Robert Sampson

Robert Sampson
Robert Sampson

Henry Ford II Professor of the Social Sciences  / Harvard University

Director  / Boston Area Research Initative

Biography

Robert J. Sampson is the Henry Ford II Professor of the Social Sciences at Harvard University and Director of the Boston Area Research Initiative. He served as Chair of the Department of Sociology and taught at the University of Chicago for twelve years before moving to Harvard in 2003. He also taught at the University of Illinois in his first faculty position and was Senior Research Fellow at the American Bar Foundation.

Sampson was elected to the National Academy of Sciences in 2008 and is a Fellow of the American Academy of Arts and Sciences, the American Society of Criminology, the American Philosophical Society, and the American Academy of Political and Social Science. He served as President of the American Society of Criminology in 2011-2012 and in June 2011 he and his colleague John Laub received the Stockholm Prize in Criminology.
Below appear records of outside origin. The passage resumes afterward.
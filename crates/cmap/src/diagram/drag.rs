//! Pointer-driven dragging of shapes, links and connector markers.
//!
//! Hosts translate their pointer events into diagram coordinates and call
//! [`Diagram::pointer_down`], [`Diagram::pointer_move`] and
//! [`Diagram::pointer_up`]. Pressing a link selects it and shows its
//! connector markers; dragging a marker rewires that end of the link to
//! whichever shape it is dropped on.

use log::{debug, trace};

use cmap_core::geometry::Point;

use super::Diagram;
use crate::{
    component::LinkGeometry,
    error::CmapError,
    id::{ComponentId, End, LinkId, ShapeId},
};

/// What the pointer is currently dragging.
#[derive(Debug, Clone, Copy, Default, PartialEq)]
pub enum DragState {
    #[default]
    Idle,
    Shape {
        shape: ShapeId,
        /// Shape position when the drag started.
        origin: Point,
        press: Point,
    },
    Link {
        link: LinkId,
        /// Link coordinates when the drag started.
        snapshot: LinkGeometry,
        press: Point,
    },
    Connector {
        link: LinkId,
        end: End,
    },
}

impl DragState {
    pub fn is_idle(&self) -> bool {
        matches!(self, Self::Idle)
    }

    pub(crate) fn involves(&self, id: ComponentId) -> bool {
        match *self {
            Self::Idle => false,
            Self::Shape { shape, .. } => id == shape.into(),
            Self::Link { link, .. } | Self::Connector { link, .. } => id == link.into(),
        }
    }
}

impl Diagram {
    pub fn drag_state(&self) -> DragState {
        self.drag
    }

    /// The link whose connectors were shown by the last press on it.
    pub fn selected_link(&self) -> Option<LinkId> {
        self.selected_link
    }

    /// Starts a drag on the topmost component under `point`.
    ///
    /// Returns the pressed component. Pressing anything but the selected link
    /// or one of its markers hides the markers of the selected link.
    ///
    /// # Errors
    ///
    /// Propagates failures of the connector operations triggered by the press.
    pub fn pointer_down(&mut self, point: Point) -> Result<Option<ComponentId>, CmapError> {
        let hit = self.from_point(point);

        if let Some(selected) = self.selected_link {
            let keeps_selection = match hit {
                Some(ComponentId::Link(link)) => link == selected,
                Some(ComponentId::Marker(marker)) => {
                    self.components.marker(marker).map(|marker| marker.link()) == Some(selected)
                }
                _ => false,
            };
            if !keeps_selection {
                self.selected_link = None;
                if self.components.link(selected).is_some() {
                    for end in End::ALL {
                        self.hide_connector(end, selected)?;
                    }
                }
            }
        }

        self.drag = DragState::Idle;
        match hit {
            Some(ComponentId::Shape(shape)) => {
                let shape_ref = self.shape(shape)?;
                if shape_ref.is_draggable() {
                    let origin = shape_ref.position();
                    self.to_front(shape.into())?;
                    self.drag = DragState::Shape {
                        shape,
                        origin,
                        press: point,
                    };
                }
            }
            Some(ComponentId::Link(link)) => {
                let link_ref = self.link(link)?;
                if link_ref.is_draggable() {
                    let snapshot = link_ref.geometry();
                    for end in End::ALL {
                        self.show_connector(end, link)?;
                    }
                    self.to_front(link.into())?;
                    self.selected_link = Some(link);
                    self.drag = DragState::Link {
                        link,
                        snapshot,
                        press: point,
                    };
                }
            }
            Some(ComponentId::Marker(marker)) => {
                let marker = self.marker(marker)?;
                let (link, end) = (marker.link(), marker.end());
                self.drag = DragState::Connector { link, end };
            }
            None => {}
        }

        debug!(hit:?, drag:? = self.drag; "Pointer down");
        Ok(hit)
    }

    /// Continues the current drag at `point`.
    ///
    /// # Errors
    ///
    /// Propagates failures of the wiring operations performed while
    /// dragging a connector marker.
    pub fn pointer_move(&mut self, point: Point) -> Result<(), CmapError> {
        match self.drag {
            DragState::Idle => Ok(()),
            DragState::Shape {
                shape,
                origin,
                press,
            } => self.move_shape(shape, origin.add_point(point.sub_point(press))),
            DragState::Link {
                link,
                snapshot,
                press,
            } => self.drag_link(link, snapshot, press, point),
            DragState::Connector { link, end } => self.drag_connector(link, end, point),
        }
    }

    /// Ends the current drag. Connections made while dragging are kept.
    pub fn pointer_up(&mut self) {
        if !self.drag.is_idle() {
            trace!(drag:? = self.drag; "Pointer up");
        }
        self.drag = DragState::Idle;
    }

    /// Rotates a link about its only anchored shape, or translates it.
    fn drag_link(
        &mut self,
        link: LinkId,
        snapshot: LinkGeometry,
        press: Point,
        point: Point,
    ) -> Result<(), CmapError> {
        let anchor = self
            .connection_of(link)
            .and_then(|connection| connection.single_anchor());

        match anchor {
            Some((end, shape)) => {
                let center = self.shape(shape)?.center();
                let base = center.angle_to(snapshot.endpoint(end.opposite()));
                let radians = base + center.angle_to(point) - center.angle_to(press);
                self.update_link_angle(link, radians)?;
            }
            None => {
                let moved = snapshot.translate(point.sub_point(press));
                self.set_link_geometry(link, moved)?;
            }
        }
        Ok(())
    }

    /// Rewires `end` of `link` to the shape under `point`, or lets it float.
    fn drag_connector(&mut self, link: LinkId, end: End, point: Point) -> Result<(), CmapError> {
        let current = self.connected_shape(end, link);
        let found = self.shape_at(point, None);
        if found.is_some() && found == current {
            return Ok(());
        }

        if let Some(current) = current {
            self.disconnect(end, current, link)?;
        }

        let opposite = self.connected_shape(end.opposite(), link);
        match found {
            Some(shape) if Some(shape) != opposite => {
                self.connect(end, shape, link)?;
                self.apply_connection(link);
                debug!(link:%, end:%, shape:%; "Rewired connector");
            }
            _ => {
                let geometry = self.link(link)?.geometry().with_endpoint(end, point);
                let geometry = if opposite.is_none() {
                    geometry.with_mid(geometry.source.midpoint(geometry.target))
                } else {
                    geometry
                };
                self.set_link_geometry(link, geometry)?;
            }
        }
        Ok(())
    }
}

#[cfg(test)]
mod tests {
    use super::*;
    use crate::{
        component::{LinkAttrs, ShapeAttrs},
        render::RecordingSink,
    };

    #[test]
    fn test_shape_drag_moves_by_pointer_delta() {
        let mut diagram = Diagram::default();
        let shape = diagram.create_shape(ShapeAttrs::default().with_position(10.0, 10.0));
        diagram.add(shape.into()).unwrap();

        let hit = diagram.pointer_down(Point::new(20.0, 20.0)).unwrap();
        assert_eq!(hit, Some(shape.into()));
        diagram.pointer_move(Point::new(50.0, 25.0)).unwrap();
        diagram.pointer_up();

        assert_eq!(diagram.shape(shape).unwrap().position(), Point::new(40.0, 15.0));
        assert!(diagram.drag_state().is_idle());
    }

    #[test]
    fn test_undraggable_shape_stays() {
        let mut diagram = Diagram::default();
        let shape = diagram.create_shape(ShapeAttrs::default());
        diagram.add(shape.into()).unwrap();
        diagram.set_draggable(shape.into(), false).unwrap();

        diagram.pointer_down(Point::new(5.0, 5.0)).unwrap();
        diagram.pointer_move(Point::new(50.0, 50.0)).unwrap();
        assert_eq!(diagram.shape(shape).unwrap().position(), Point::new(0.0, 0.0));
    }

    #[test]
    fn test_pressing_link_selects_it_and_empty_space_clears() {
        let mut diagram = Diagram::default();
        let link = diagram.create_link(LinkAttrs::default());
        diagram.add(link.into()).unwrap();

        diagram.pointer_down(Point::new(100.0, 40.0)).unwrap();
        assert_eq!(diagram.selected_link(), Some(link));
        assert!(diagram.connector(End::Source, link).is_some());
        assert!(diagram.connector(End::Target, link).is_some());
        diagram.pointer_up();

        diagram.pointer_down(Point::new(500.0, 500.0)).unwrap();
        assert_eq!(diagram.selected_link(), None);
        assert!(diagram.connector(End::Source, link).is_none());
        assert!(diagram.connector(End::Target, link).is_none());
    }

    #[test]
    fn test_free_link_drag_translates_rigidly() {
        let mut diagram = Diagram::default();
        let link = diagram.create_link(LinkAttrs::default());
        diagram.add(link.into()).unwrap();
        let before = diagram.link(link).unwrap().geometry();

        diagram.pointer_down(Point::new(100.0, 40.0)).unwrap();
        diagram.pointer_move(Point::new(110.0, 60.0)).unwrap();
        diagram.settle(&mut RecordingSink::default());

        let after = diagram.link(link).unwrap().geometry();
        assert_eq!(after, before.translate(Point::new(10.0, 20.0)));
        let marker = diagram.connector(End::Target, link).unwrap();
        assert_eq!(diagram.marker(marker).unwrap().position(), after.target);
    }
}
Professor Sampson's research and teaching cover a variety of areas including crime, disorder, the life course, neighborhood effects, civic engagement, inequality, "ecometrics," and the social structure of the city.  He is the author of several books and numerous articles—see the links to vita, selected papers, books, projects, data, classes, and interviews. In 2012 (2013, paperback edition) the University of Chicago Press  published Great American City: Chicago and the Enduring Neighborhood Effect, the culmination of over a decade of research based on the Project on Human Development in Chicago Neighborhoods (PHDCN), which Sampson served as Scientific Director.